**TASK REQUIREMENTS**
This exercise needs all of the entries set down again, exactly as they read.

**********

use serde::{Deserialize, Serialize};

/// Rows-per-page used when no other value is configured.
pub const DEFAULT_ROWS_PER_PAGE: u32 = 10;

/// A single sort criterion.
#[derive(Debug, Clone, PartialEq, Eq, Serialize, Deserialize)]
pub struct SortBy {
    pub name: String,
    #[serde(default)]
    pub descend: bool,
}

impl SortBy {
    pub fn asc(name: impl Into<String>) -> Self {
        Self {
            name: name.into(),
            descend: false,
        }
    }

    pub fn desc(name: impl Into<String>) -> Self {
        Self {
            name: name.into(),
            descend: true,
        }
    }
}

/// Pagination state owned by the searcher.
///
/// `page` is 1-based; `page` and `rows_per_page` stay positive. `rows_number`
/// is authoritative only after at least one successful paginated search.
#[derive(Debug, Clone, PartialEq, Eq, Serialize, Deserialize)]
pub struct SearcherPagination {
    pub sort_by: Vec<SortBy>,
    pub page: u32,
    pub rows_per_page: u32,
    pub rows_number: u64,
}

impl SearcherPagination {
    pub fn new(rows_per_page: u32) -> Self {
        Self {
            sort_by: Vec::new(),
            page: 1,
            rows_per_page,
            rows_number: 0,
        }
    }

    /// Apply a partial update in place; each `Some` field replaces the
    /// corresponding current value.
    pub fn overlay(&mut self, update: &PaginationUpdate) {
        if let Some(sort_by) = &update.sort_by {
            self.sort_by = sort_by.clone();
        }
        if let Some(page) = update.page {
            self.page = page;
        }
        if let Some(rows_per_page) = update.rows_per_page {
            self.rows_per_page = rows_per_page;
        }
        if let Some(rows_number) = update.rows_number {
            self.rows_number = rows_number;
        }
    }

    /// A copy with an optional partial update applied on top.
    pub fn overlaid(&self, update: Option<&PaginationUpdate>) -> Self {
        let mut merged = self.clone();
        if let Some(update) = update {
            merged.overlay(update);
        }
        merged
    }
}

impl Default for SearcherPagination {
    fn default() -> Self {
        Self::new(DEFAULT_ROWS_PER_PAGE)
    }
}

/// Partial pagination override; absent fields leave the current state alone.
#[derive(Debug, Clone, Default, PartialEq, Eq, Serialize, Deserialize)]
pub struct PaginationUpdate {
    pub sort_by: Option<Vec<SortBy>>,
    pub page: Option<u32>,
    pub rows_per_page: Option<u32>,
    pub rows_number: Option<u64>,
}

impl PaginationUpdate {
    pub fn new() -> Self {
        Self::default()
    }

    pub fn sort_by(mut self, sort_by: Vec<SortBy>) -> Self {
        self.sort_by = Some(sort_by);
        self
    }

    pub fn page(mut self, page: u32) -> Self {
        self.page = Some(page);
        self
    }

    pub fn rows_per_page(mut self, rows_per_page: u32) -> Self {
        self.rows_per_page = Some(rows_per_page);
        self
    }

    pub fn rows_number(mut self, rows_number: u64) -> Self {
        self.rows_number = Some(rows_number);
        self
    }

    /// The reset transition: back to page 1 with the row count cleared,
    /// caller-supplied fields taking precedence. Sort order and page size are
    /// untouched unless the overrides name them.
    pub(crate) fn reset(overrides: Option<PaginationUpdate>) -> Self {
        let overrides = overrides.unwrap_or_default();
        Self {
            sort_by: overrides.sort_by,
            page: overrides.page.or(Some(1)),
            rows_per_page: overrides.rows_per_page,
            rows_number: overrides.rows_number.or(Some(0)),
        }
    }
}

**********

**OUTPUT BELOW**
use serde::{Deserialize, Serialize};

/// Rows-per-page used when no other value is configured.
pub const DEFAULT_ROWS_PER_PAGE: u32 = 10;

/// A single sort criterion.
#[derive(Debug, Clone, PartialEq, Eq, Serialize, Deserialize)]
pub struct SortBy {
    pub name: String,
    #[serde(default)]
    pub descend: bool,
}

impl SortBy {
    pub fn asc(name: impl Into<String>) -> Self {
        Self {
            name: name.into(),
            descend: false,
        }
    }

    pub fn desc(name: impl Into<String>) -> Self {
        Self {
            name: name.into(),
            descend: true,
        }
    }
}

/// Pagination state owned by the searcher.
///
/// `page` is 1-based; `page` and `rows_per_page` stay positive. `rows_number`
/// is authoritative only after at least one successful paginated search.
#[derive(Debug, Clone, PartialEq, Eq, Serialize, Deserialize)]
pub struct SearcherPagination {
    pub sort_by: Vec<SortBy>,
    pub page: u32,
    pub rows_per_page: u32,
    pub rows_number: u64,
}

impl SearcherPagination {
    pub fn new(rows_per_page: u32) -> Self {
        Self {
            sort_by: Vec::new(),
            page: 1,
            rows_per_page,
            rows_number: 0,
        }
    }

    /// Apply a partial update in place; each `Some` field replaces the
    /// corresponding current value.
    pub fn overlay(&mut self, update: &PaginationUpdate) {
        if let Some(sort_by) = &update.sort_by {
            self.sort_by = sort_by.clone();
        }
        if let Some(page) = update.page {
            self.page = page;
        }
        if let Some(rows_per_page) = update.rows_per_page {
            self.rows_per_page = rows_per_page;
        }
        if let Some(rows_number) = update.rows_number {
            self.rows_number = rows_number;
        }
    }

    /// A copy with an optional partial update applied on top.
    pub fn overlaid(&self, update: Option<&PaginationUpdate>) -> Self {
        let mut merged = self.clone();
        if let Some(update) = update {
            merged.overlay(update);
        }
        merged
    }
}

impl Default for SearcherPagination {
    fn default() -> Self {
        Self::new(DEFAULT_ROWS_PER_PAGE)
    }
}

/// Partial pagination override; absent fields leave the current state alone.
#[derive(Debug, Clone, Default, PartialEq, Eq, Serialize, Deserialize)]
pub struct PaginationUpdate {
    pub sort_by: Option<Vec<SortBy>>,
    pub page: Option<u32>,
    pub rows_per_page: Option<u32>,
    pub rows_number: Option<u64>,
}

impl PaginationUpdate {
    pub fn new() -> Self {
        Self::default()
    }

    pub fn sort_by(mut self, sort_by: Vec<SortBy>) -> Self {
        self.sort_by = Some(sort_by);
        self
    }

    pub fn page(mut self, page: u32) -> Self {
        self.page = Some(page);
        self
    }

    pub fn rows_per_page(mut self, rows_per_page: u32) -> Self {
        self.rows_per_page = Some(rows_per_page);
        self
    }

    pub fn rows_number(mut self, rows_number: u64) -> Self {
        self.rows_number = Some(rows_number);
        self
    }

    /// The reset transition: back to page 1 with the row count cleared,
    /// caller-supplied fields taking precedence. Sort order and page size are
    /// untouched unless the overrides name them.
    pub(crate) fn reset(overrides: Option<PaginationUpdate>) -> Self {
        let overrides = overrides.unwrap_or_default();
        Self {
            sort_by: overrides.sort_by,
            page: overrides.page.or(Some(1)),
            rows_per_page: overrides.rows_per_page,
            rows_number: overrides.rows_number.or(Some(0)),
        }
    }
}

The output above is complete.